Storms headed to Orange County

Nearly an inch of cool rain is expected to fall on Orange County this week as a pair of storms blow in Thursday and Saturday, according to weather forecasters.

Cloudy skies Thursday morning will yield moderate rain later in the day. A lull Friday, with light, scattered showers, will then give way to a round of heavier showers late Saturday, with snow possible at elevations above 6,500 feet.

The rain will bring relief from the recent hot weather. On Wednesday, temperatures were 10 to 15 degrees above normal in inland areas and 5 degrees above normal along the coast. By Saturday, temperatures will be near normal in Orange County and 5 to 10 degrees colder than average in some inland areas.

“You’re going to feel that cool air coming in,” said Larissa Johnson, a forecaster at the National Weather Service in San Diego.

Thursday’s storm will drop about a quarter of an inch of rain, while Saturday’s will bring half an inch in coastal areas.

Orange County averages about 13 inches of rain annually, almost all of it between October and May. Less than 5 inches of rain have fallen so far since October, putting the county at about 40 percent of normal, according to National Weather Service data. Dry conditions in February, normally one of the wettest months, played a major role in causing the parched conditions.

Last year at this time, more than 5 inches of rain had fallen, still far behind normal, but a bit better than this year.

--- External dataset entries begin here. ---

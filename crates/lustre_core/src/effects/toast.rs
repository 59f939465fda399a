//! Toast notifications.
//!
//! Timeline from creation, with the default config:
//! ```text
//! t = 0            append  div.notification.<kind>
//! t = 10ms         add     .show      (entrance transition)
//! t = duration     remove  .show      (exit transition)
//! t = duration+500 remove  element
//! ```

use std::fmt;

use crate::config::ToastConfig;
use crate::error::FxResult;
use crate::host::{DocumentHost, ElementHandle, Scheduler};

/// Class toggled for the entrance/exit transition.
pub const SHOW_CLASS: &str = "show";

/// Severity of a notification; doubles as its CSS class.
#[derive(Debug, Clone, PartialEq, Eq, Default)]
pub enum NotificationKind {
    /// Operation succeeded.
    #[default]
    Success,
    /// Operation failed.
    Error,
    /// Neutral information.
    Info,
    /// Needs attention.
    Warning,
    /// A page-defined kind, used verbatim as the class.
    Custom(String),
}

impl NotificationKind {
    /// CSS class for this kind.
    #[must_use]
    pub fn class(&self) -> &str {
        match self {
            Self::Success => "success",
            Self::Error => "error",
            Self::Info => "info",
            Self::Warning => "warning",
            Self::Custom(class) => class,
        }
    }
}

impl From<&str> for NotificationKind {
    fn from(value: &str) -> Self {
        match value {
            "success" => Self::Success,
            "error" => Self::Error,
            "info" => Self::Info,
            "warning" => Self::Warning,
            other => Self::Custom(other.to_owned()),
        }
    }
}

impl fmt::Display for NotificationKind {
    fn fmt(&self, f: &mut fmt::Formatter<'_>) -> fmt::Result {
        f.write_str(self.class())
    }
}

/// Per-call toast options.
#[derive(Debug, Clone, PartialEq, Eq)]
pub struct ToastOptions {
    /// Severity.
    pub kind: NotificationKind,
    /// Time from creation until the exit transition starts.
    pub duration_ms: u32,
}

impl ToastOptions {
    /// Options of the given kind with the configured default duration.
    #[must_use]
    pub fn new(kind: NotificationKind, config: &ToastConfig) -> Self {
        Self {
            kind,
            duration_ms: config.default_duration_ms,
        }
    }
}

impl Default for ToastOptions {
    fn default() -> Self {
        Self::new(NotificationKind::default(), &ToastConfig::default())
    }
}

/// Shows a toast and schedules its exit. Returns the toast element.
///
/// # Errors
///
/// Fails if the host cannot create the element.
pub fn show_notification<D, S>(
    doc: &D,
    scheduler: &S,
    message: &str,
    options: &ToastOptions,
    config: &ToastConfig,
) -> FxResult<D::Element>
where
    D: DocumentHost,
    S: Scheduler,
{
    let toast = doc.create_element("div")?;
    toast.add_class("notification");
    // An empty custom kind would be an invalid token
    if !options.kind.class().is_empty() {
        toast.add_class(options.kind.class());
    }
    toast.set_text(message);
    doc.body().append_child(&toast);
    tracing::trace!("Toast shown ({}): {}", options.kind, message);

    let entering = toast.clone();
    scheduler.schedule(
        config.enter_delay_ms,
        Box::new(move || entering.add_class(SHOW_CLASS)),
    );

    let leaving = toast.clone();
    let exit_ms = config.exit_ms;
    let inner = scheduler.clone();
    scheduler.schedule(
        options.duration_ms,
        Box::new(move || {
            leaving.remove_class(SHOW_CLASS);
            inner.schedule(exit_ms, Box::new(move || leaving.remove()));
        }),
    );

    Ok(toast)
}

#[cfg(test)]
mod tests {
    use super::*;
    use crate::layout::Viewport;
    use crate::mock::{ManualScheduler, MockDocument};

    #[test]
    fn test_kind_round_trips_through_class() {
        for kind in ["success", "error", "info", "warning", "promo"] {
            assert_eq!(NotificationKind::from(kind).class(), kind);
        }
        assert_eq!(NotificationKind::from("promo"), NotificationKind::Custom("promo".to_owned()));
    }

    #[test]
    fn test_default_options() {
        let options = ToastOptions::default();
        assert_eq!(options.kind, NotificationKind::Success);
        assert_eq!(options.duration_ms, 3000);
    }

    #[test]
    fn test_element_shape() {
        let doc = MockDocument::new(Viewport::new(1024.0, 768.0));
        let scheduler = ManualScheduler::new();
        let options = ToastOptions::new(NotificationKind::Warning, &ToastConfig::default());

        let toast = show_notification(&doc, &scheduler, "Saved", &options, &ToastConfig::default()).unwrap();
        assert_eq!(toast.tag(), "div");
        assert_eq!(toast.classes(), vec!["notification", "warning"]);
        assert_eq!(toast.text(), "Saved");
        assert!(toast.is_attached());
        assert!(!toast.has_class(SHOW_CLASS));
    }
}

The rain this week will do little to boost Orange County precipitation totals all the way to normal before the end of the rainy season. Forecasters expect the storms to pass quickly.

“You’ll see really heavy showers and they’ll move right through. It won’t be really prolonged rain,” Johnson said, adding that localized flooding would be an issue only if the storms lingered over flood-prone urban areas for 30 minutes to an hour or longer.

There’s a slight chance of thunder and lightning over the ocean Thursday, but no warnings as of Wednesday about dangerous wave conditions.